**Work task:** Working from the entries below, give again each line from the first through the one containing "pub type PagerFn<Q>", exactly and with nothing else.

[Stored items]
☆ ☆ ☆

//! # Adapter Registry
//!
//! Two-level dispatch table: logical field type → operator → predicate
//! function. The table is built once from [`LogicalType::base_operators`]
//! and a [`DbAdapter`] that supplies one predicate per operator; alias types
//! (`text`, `blob`, `json`, `time`, `dateOnly`) share their target's table
//! rather than copying it.
//!
//! Lookups for an unknown type, or an operator the type does not register,
//! return the backend query untouched. Unexpected input therefore never
//! reaches the backend.
//!
//! ## Writing a backend
//!
//! ```rust,ignore
//! struct MemoryAdapter;
//!
//! impl DbAdapter for MemoryAdapter {
//!     type Query = Vec<Predicate>;
//!
//!     fn predicate(operator: Operator) -> PredicateFn<Self::Query> {
//!         match operator {
//!             Operator::Equal => |column, value, mut query, _| {
//!                 query.push(Predicate::eq(column, value));
//!                 Ok(query)
//!             },
//!             // ... every other operator
//!         }
//!     }
//!
//!     fn pager() -> PagerFn<Self::Query> {
//!         |query, _limit, _offset| Ok(query)
//!     }
//! }
//! ```

pub mod sql;

use crate::errors::FilterError;
use crate::filtering::{Operator, QueryState};
use crate::metadata::LogicalType;
use std::collections::{BTreeMap, HashMap};
use std::fmt;
use std::sync::Arc;

pub use sql::SeaOrmAdapter;

/// Builds one predicate into the backend query.
///
/// Receives the resolved backend column, the raw value (to be bound, never
/// spliced into query text), the query so far and the request state.
pub type PredicateFn<Q> =
    fn(column: &str, value: &str, query: Q, state: &QueryState) -> Result<Q, FilterError>;

/// Applies `limit` and `offset` to the backend query.
pub type PagerFn<Q> = fn(query: Q, limit: u64, offset: u64) -> Result<Q, FilterError>;

/// Predicates registered for one logical type
pub type OperatorTable<Q> = BTreeMap<Operator, PredicateFn<Q>>;

/// A backend able to express every operator.
///
/// `predicate` must match exhaustively over [`Operator`], so adding an
/// operator forces every backend to handle it.
pub trait DbAdapter {
    type Query;

    fn predicate(operator: Operator) -> PredicateFn<Self::Query>;

    fn pager() -> PagerFn<Self::Query>;
}

/// Read-only dispatch table for backend query type `Q`.
pub struct AdapterRegistry<Q> {
    types: HashMap<LogicalType, Arc<OperatorTable<Q>>>,
    pager: PagerFn<Q>,
}

impl<Q> AdapterRegistry<Q> {
    #[must_use]
    pub fn for_adapter<A: DbAdapter<Query = Q>>() -> Self {
        let mut types: HashMap<LogicalType, Arc<OperatorTable<Q>>> = HashMap::new();

        for logical_type in LogicalType::ALL {
            if logical_type.alias_of().is_none() {
                let table: OperatorTable<Q> = logical_type
                    .base_operators()
                    .iter()
                    .map(|&operator| (operator, A::predicate(operator)))
                    .collect();
                types.insert(logical_type, Arc::new(table));
            }
        }

        for logical_type in LogicalType::ALL {
            if let Some(target) = logical_type.alias_of()
                && let Some(table) = types.get(&target).map(Arc::clone)
            {
                types.insert(logical_type, table);
            }
        }

        Self {
            types,
            pager: A::pager(),
        }
    }

    /// Operators registered for `logical_type`, in [`Operator`] order
    pub fn operators(&self, logical_type: LogicalType) -> impl Iterator<Item = Operator> + '_ {
        self.types
            .get(&logical_type)
            .into_iter()
            .flat_map(|table| table.keys().copied())
    }

    #[must_use]
    pub fn supports(&self, logical_type: &str, operator: Operator) -> bool {
        self.lookup(logical_type, operator).is_some()
    }

    /// Whether two types dispatch through the very same table
    #[must_use]
    pub fn shares_table(&self, a: LogicalType, b: LogicalType) -> bool {
        match (self.types.get(&a), self.types.get(&b)) {
            (Some(a), Some(b)) => Arc::ptr_eq(a, b),
            _ => false,
        }
    }

    fn lookup(&self, logical_type: &str, operator: Operator) -> Option<PredicateFn<Q>> {
        let logical_type = LogicalType::from_name(logical_type)?;
        self.types.get(&logical_type)?.get(&operator).copied()
    }

    /// Apply `operator` on `column` for a field of `logical_type`.
    ///
    /// An unknown type or unregistered operator is a no-op.
    ///
    /// # Errors
    ///
    /// Propagates the predicate's own error.
    pub fn run(
        &self,
        logical_type: &str,
        operator: Operator,
        column: &str,
        value: &str,
        query: Q,
        state: &QueryState,
    ) -> Result<Q, FilterError> {
        match self.lookup(logical_type, operator) {
            Some(predicate) => {
                tracing::trace!(logical_type, operator = %operator, column, "Applying filter predicate");
                predicate(column, value, query, state)
            }
            None => {
                tracing::debug!(
                    logical_type,
                    operator = %operator,
                    column,
                    "No predicate registered, filter ignored"
                );
                Ok(query)
            }
        }
    }

    /// [`run`](Self::run) keyed by operator tag, for callers holding raw names.
    ///
    /// # Errors
    ///
    /// Propagates the predicate's own error.
    pub fn run_tag(
        &self,
        logical_type: &str,
        operator_tag: &str,
        column: &str,
        value: &str,
        query: Q,
        state: &QueryState,
    ) -> Result<Q, FilterError> {
        match Operator::from_tag(operator_tag) {
            Some(operator) => self.run(logical_type, operator, column, value, query, state),
            None => Ok(query),
        }
    }

    /// Apply the state's limit and offset.
    ///
    /// # Errors
    ///
    /// Propagates the pager's error.
    pub fn paginate(&self, query: Q, state: &QueryState) -> Result<Q, FilterError> {
        let limit = u64::try_from(state.limit()).unwrap_or(0);
        (self.pager)(query, limit, state.offset())
    }
}

impl<Q> fmt::Debug for AdapterRegistry<Q> {
    fn fmt(&self, f: &mut fmt::Formatter<'_>) -> fmt::Result {
        let mut types: Vec<_> = self
            .types
            .iter()
            .map(|(ty, table)| (ty.as_str(), table.keys().map(|op| op.tag()).collect::<Vec<_>>()))
            .collect();
        types.sort_unstable();
        f.debug_struct("AdapterRegistry").field("types", &types).finish_non_exhaustive()
    }
}
use crate::errors::MetadataError;
use crate::filtering::Operator;
use std::fmt;

/// Declaration value that excludes a field from filtering
pub const DISABLED_DECLARATION: &str = "-";

/// Logical type assumed when a declaration does not name one
pub const DEFAULT_LOGICAL_TYPE: &str = "default";

/// Abstract field category deciding which operators a field accepts.
#[derive(Debug, Clone, Copy, PartialEq, Eq, PartialOrd, Ord, Hash)]
pub enum LogicalType {
    Default,
    String,
    Text,
    Blob,
    Bool,
    Number,
    Json,
    Date,
    Time,
    DateOnly,
}

const EQUALITY_OPERATORS: &[Operator] = &[
    Operator::Equal,
    Operator::NotEqual,
    Operator::IsNull,
    Operator::IsNotNull,
];

const STRING_OPERATORS: &[Operator] = &[
    Operator::Equal,
    Operator::NotEqual,
    Operator::IsNull,
    Operator::IsNotNull,
    Operator::StartsWith,
    Operator::NotStartsWith,
    Operator::EndsWith,
    Operator::NotEndsWith,
    Operator::Contains,
    Operator::NotContains,
];

impl LogicalType {
    pub const ALL: [Self; 10] = [
        Self::Default,
        Self::String,
        Self::Text,
        Self::Blob,
        Self::Bool,
        Self::Number,
        Self::Json,
        Self::Date,
        Self::Time,
        Self::DateOnly,
    ];

    #[must_use]
    pub const fn as_str(self) -> &'static str {
        match self {
            Self::Default => "default",
            Self::String => "string",
            Self::Text => "text",
            Self::Blob => "blob",
            Self::Bool => "bool",
            Self::Number => "number",
            Self::Json => "json",
            Self::Date => "date",
            Self::Time => "time",
            Self::DateOnly => "dateOnly",
        }
    }

    #[must_use]
    pub fn from_name(name: &str) -> Option<Self> {
        Self::ALL.into_iter().find(|ty| ty.as_str() == name)
    }

    /// The type whose operator set this type shares, if it is an alias.
    #[must_use]
    pub const fn alias_of(self) -> Option<Self> {
        match self {
            Self::Text | Self::Blob => Some(Self::String),
            Self::Json => Some(Self::Default),
            Self::Time | Self::DateOnly => Some(Self::Date),
            Self::Default | Self::String | Self::Bool | Self::Number | Self::Date => None,
        }
    }

    /// Operators registered for a base type; aliases resolve through [`alias_of`](Self::alias_of).
    #[must_use]
    pub const fn base_operators(self) -> &'static [Operator] {
        match self.canonical() {
            Self::String => STRING_OPERATORS,
            _ => EQUALITY_OPERATORS,
        }
    }

    #[must_use]
    pub const fn canonical(self) -> Self {
        match self.alias_of() {
            Some(target) => target,
            None => self,
        }
    }
}

impl fmt::Display for LogicalType {
    fn fmt(&self, f: &mut fmt::Formatter<'_>) -> fmt::Result {
        f.write_str(self.as_str())
    }
}

/// Overrides carried by a field's filter declaration.
///
/// Missing entries fall back to the structural field name and the
/// `default` logical type.
#[derive(Debug, Clone, Default, PartialEq, Eq)]
pub struct FieldDeclaration {
    param: Option<String>,
    logical_type: Option<String>,
}

impl FieldDeclaration {
    #[must_use]
    pub fn new() -> Self {
        Self::default()
    }

    /// Expose the field under another query parameter name
    #[must_use]
    pub fn param(mut self, param: impl Into<String>) -> Self {
        self.param = Some(param.into());
        self
    }

    #[must_use]
    pub fn logical_type(mut self, logical_type: LogicalType) -> Self {
        self.logical_type = Some(logical_type.as_str().to_string());
        self
    }

    /// Parse the `param:<name>;type:<type>` mini-syntax.
    ///
    /// Returns `Ok(None)` for the disabled marker `-`. Segments are
    /// order-independent, unknown keys and empty values are ignored, and an
    /// empty declaration accepts every default. Type names are kept as
    /// written: a name with no registered operators makes the field inert.
    ///
    /// # Errors
    ///
    /// [`MetadataError::MalformedSegment`] when a non-empty segment has no `:`.
    pub fn parse(field: &str, raw: &str) -> Result<Option<Self>, MetadataError> {
        let raw = raw.trim();
        if raw == DISABLED_DECLARATION {
            return Ok(None);
        }

        let mut declaration = Self::default();
        for segment in raw.split(';').map(str::trim).filter(|s| !s.is_empty()) {
            let Some((key, value)) = segment.split_once(':') else {
                return Err(MetadataError::MalformedSegment {
                    field: field.to_string(),
                    segment: segment.to_string(),
                });
            };
            let value = value.trim();
            if value.is_empty() {
                continue;
            }
            match key.trim() {
                "param" => declaration.param = Some(value.to_string()),
                "type" => declaration.logical_type = Some(value.to_string()),
                _ => {}
            }
        }

        Ok(Some(declaration))
    }

    #[must_use]
    pub fn param_override(&self) -> Option<&str> {
        self.param.as_deref()
    }

    #[must_use]
    pub fn logical_type_override(&self) -> Option<&str> {
        self.logical_type.as_deref()
    }
}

☆ ☆ ☆

**Result of this exercise:**
//! # Adapter Registry
//!
//! Two-level dispatch table: logical field type → operator → predicate
//! function. The table is built once from [`LogicalType::base_operators`]
//! and a [`DbAdapter`] that supplies one predicate per operator; alias types
//! (`text`, `blob`, `json`, `time`, `dateOnly`) share their target's table
//! rather than copying it.
//!
//! Lookups for an unknown type, or an operator the type does not register,
//! return the backend query untouched. Unexpected input therefore never
//! reaches the backend.
//!
//! ## Writing a backend
//!
//! ```rust,ignore
//! struct MemoryAdapter;
//!
//! impl DbAdapter for MemoryAdapter {
//!     type Query = Vec<Predicate>;
//!
//!     fn predicate(operator: Operator) -> PredicateFn<Self::Query> {
//!         match operator {
//!             Operator::Equal => |column, value, mut query, _| {
//!                 query.push(Predicate::eq(column, value));
//!                 Ok(query)
//!             },
//!             // ... every other operator
//!         }
//!     }
//!
//!     fn pager() -> PagerFn<Self::Query> {
//!         |query, _limit, _offset| Ok(query)
//!     }
//! }
//! ```

pub mod sql;

use crate::errors::FilterError;
use crate::filtering::{Operator, QueryState};
use crate::metadata::LogicalType;
use std::collections::{BTreeMap, HashMap};
use std::fmt;
use std::sync::Arc;

pub use sql::SeaOrmAdapter;

/// Builds one predicate into the backend query.
///
/// Receives the resolved backend column, the raw value (to be bound, never
/// spliced into query text), the query so far and the request state.
pub type PredicateFn<Q> =
    fn(column: &str, value: &str, query: Q, state: &QueryState) -> Result<Q, FilterError>;

/// Applies `limit` and `offset` to the backend query.
pub type PagerFn<Q> = fn(query: Q, limit: u64, offset: u64) -> Result<Q, FilterError>;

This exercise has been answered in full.